A more intellectually honest analysis would report that the individual “average worker” made $19k p/y in 2006 dollars and that this amount is, in fact, well *above* the federally established poverty level of $10,830 for a single person household. Thus clearly refuting the contention that “…hotel owners still pay workers poverty wages…”.

“But what if some of these workers aren’t single?” you ask.

This is a very valid question. Absent definitive information as to the household size of LAANE’s “average worker” we must rely on what I consider to be the best source for this information that is available to us, the U.S. Census which estimates the average household size in Long Beach to be 2.83 persons, but lets give LAANE the other .17 person and call it an even 3.

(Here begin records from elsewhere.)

//! 基础设施模块

pub mod log_redact;
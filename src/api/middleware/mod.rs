//! API 中间件

pub mod auth;
pub mod trace_id;

pub use auth::auth_middleware;
pub use trace_id::trace_id_middleware;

In fact $19k p/y is above the federal poverty guideline – established by the U.S. Department of Health and Human Services – for households with up to 3 members ($18,310 p/y) and thus, even with 3 person households we still clearly refute the erroneous contention that “…hotel owners still pay workers poverty wages…”

But rather than report such information accurately, it better suits LAANE’s agenda to make unsubstantiated comments like “…hotel owners still pay workers poverty wages…” and “the average annual income of $19,000 cannot sustain these families”

“But what if some of these workers live in households of 4 or more persons?” you ask.

This is also a very valid question and one we should rightly consider. But in doing so we must also consider that the average household of 4 or more persons contains 2 or more wage earners.

What might the average household income be for those with 2 or more wage earners? Even if a second wage earner in the same family earns the same low $19k per year, then the annual household income for the hotel worker in question, in fact, doubles, to $38k p/y.

That figure is above the federal poverty guideline for a household of 8 ($37,010 p/y) and thus, even with households of 4 or more persons we still clearly refute the erroneous contention that “…hotel owners still pay workers poverty wages…”

The U.S. Census Bureau estimates that about 23,371 Long Beach workers (or 11%) are employed in the combined industries of: Arts, entertainment, and recreation, and accommodation, and food services (a category they use that includes our hotel workers, but does not, unfortunately, further separate them out). Absent other data, let’s say that an even 5th of those workers, or 4,674, are employed in the “accommodation” sub-set and that an even 5th of those, or 934, work in the downtown hotels that LAANE is concerned about.

Much of LAANE’s personal information concerning our hotel workers was based upon a 2008 survey they, themselves, conducted at just 2 of the downtown hotels of concern to them…a survey that they, themselves, admit was “not a random sample”. At those 2 hotels, LAANE received survey responses from a grand total of 45…forty-five…employees.

Thus, in “Two Cities”, LAANE seems content to rely upon highly selective personal information, from less that 5% of the available hotel employees to support their various contentions and conclusions, hardly either representative or particularly informative.

The report conveniently omits all of this mitigating information as well and, once again, because it better suits LAANE’s agenda to do so.

The Bottom Line
Special interest groups like LAANE have a clear agenda that, I believe, is counter to the market economic principles that help to assure and enhance our individual liberty. LAANE advocates for the insertion of government-mandated artificialities into labor transactions that are better left between the sellers and the buyers of labor.

I wish to offer my profound apologies to Mr. W. Shakespeare for the admittedly poor adaptation of the quote derived from Macbeth. Though necessarily incomplete, the phrase seemed somewhat more than minimally applicable.

I very much welcome your questions and your comments.